Q.What did you think you could do about it?
A.We could do it with more knowledge and intelligence. I wanted to show them that the old way was wrong.
Q.When you first opened Creative Care, what was your greatest hope?
A.That we would be able to make an impact in people’s lives, in families’ lives and help them. I hoped we could raise the dialogue and educate people to understand there is a reason for this. We are not thrown into addiction.
Q.Do you feel you have achieved that hope?
A.No. There is so much farther to go. We are in a different place, but I see it as a continuum and a new awareness. We are steadily moving along. When people are able to see all those with emotional issues and disturbances as people who can be helped-we will have gotten there.
Q.What do you feel is your greatest success?
A.Definitely first my kids, and that I keep getting up; I am self-directed, self-motivated and resilient.
Q.What more would you like to see happen in our community as far as education?
A.My dream is for people to see the whole process of raising children differently and that parenting is an interactive process. My next book is about my theory of ‘The Hum’ and that once you identify your own hum, you can help your child to learn and understand theirs. Everyone has their own unique things that create our hum. It includes temperament, emotional DNA, and how we are soothed. We also have to understand how our hum as parents can interact with our child’s. If a parent feels inadequate or anxious, we will not be able to process with our kids. Being caught up in our own internal stuff prevents us from having that interactive process with our children. We want to bring our child to security, secure attachment and have them be healthy people. The greatest gift we can give to our child is the ability to recognize and identify their own hum. We can teach our children to know when they are upset or nervous so they understand what bothers them and how to deal with it, so they don’t self-sabotage. It helps a child to understand themselves.

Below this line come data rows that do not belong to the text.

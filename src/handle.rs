use std::fs::{File, OpenOptions};
use std::io::{self, Read, Seek, Write};
use std::ops::{Deref, DerefMut};
use std::path::Path;

use tracing::{debug, error};

use crate::error::EditError;

/// The file operations a run needs from its target.
pub trait Handle: Read + Write + Seek {
    fn size(&self) -> io::Result<u64>;

    fn truncate(&mut self, len: u64) -> io::Result<()>;

    /// Releases the handle, reporting failures `Drop` would hide.
    fn close(self) -> io::Result<()>
    where
        Self: Sized;
}

impl Handle for File {
    fn size(&self) -> io::Result<u64> {
        Ok(self.metadata()?.len())
    }

    fn truncate(&mut self, len: u64) -> io::Result<()> {
        self.set_len(len)
    }

    fn close(self) -> io::Result<()> {
        // deferred write errors only surface on sync, a plain drop discards them
        self.sync_all()
    }
}

pub fn open(path: &Path) -> Result<File, EditError> {
    let file = OpenOptions::new()
        .read(true)
        .write(true)
        .open(path)
        .map_err(|source| EditError::FileAccess {
            path: path.display().to_string(),
            source,
        })?;
    debug!(path = %path.display(), "file opened");
    return Ok(file);
}

/// Owns a [`Handle`] for the length of a run and closes it on every exit path.
pub struct Closing<H: Handle> {
    name: String,
    inner: Option<H>,
}

impl<H: Handle> Closing<H> {
    pub fn new(name: impl Into<String>, handle: H) -> Self {
        Closing {
            name: name.into(),
            inner: Some(handle),
        }
    }
}

impl<H: Handle> Deref for Closing<H> {
    type Target = H;

    fn deref(&self) -> &H {
        // only taken in drop
        self.inner.as_ref().unwrap()
    }
}

impl<H: Handle> DerefMut for Closing<H> {
    fn deref_mut(&mut self) -> &mut H {
        self.inner.as_mut().unwrap()
    }
}

impl<H: Handle> Drop for Closing<H> {
    fn drop(&mut self) {
        if let Some(handle) = self.inner.take() {
            match handle.close() {
                Ok(()) => debug!(file = %self.name, "file closed"),
                Err(err) => error!(file = %self.name, error = %err, "error closing file"),
            }
        }
    }
}
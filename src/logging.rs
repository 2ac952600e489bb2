//! Log subscriber setup for the binary. The library itself only emits
//! `tracing` events and never installs a subscriber.

use anyhow::{anyhow, Result};
use clap::ValueEnum;
use tracing_subscriber::EnvFilter;

#[derive(Debug, Clone, Copy, Default, PartialEq, Eq, ValueEnum)]
pub enum LogFormat {
    /// Human-readable lines
    #[default]
    Text,
    /// One JSON object per event
    Json,
}

/// `RUST_LOG` wins when set, otherwise warn, or debug with `debug`.
pub fn filter(debug: bool) -> EnvFilter {
    let level = if debug { "debug" } else { "warn" };
    EnvFilter::try_from_default_env().unwrap_or_else(|_| EnvFilter::new(level))
}

pub fn init(debug: bool, format: LogFormat) -> Result<()> {
    let builder = tracing_subscriber::fmt()
        .with_env_filter(filter(debug))
        .with_writer(std::io::stderr);
    let installed = match format {
        LogFormat::Text => builder.try_init(),
        LogFormat::Json => builder.json().try_init(),
    };
    installed.map_err(|err| anyhow!("failed to initialize logging: {}", err))
}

Q.If you can think back to 20 years ago, do you think you could have imagined the variety of treatment centers that we have today?
A.It does not surprise me. I knew that what we did, did not work. There were such limited options; I knew the field was going to change. But, one of the hardest things for me is my younger’s brothers addiction. It is so difficult for me to know that in all likelihood, he will probably die from addiction. I know that I cannot help him, but I can help others.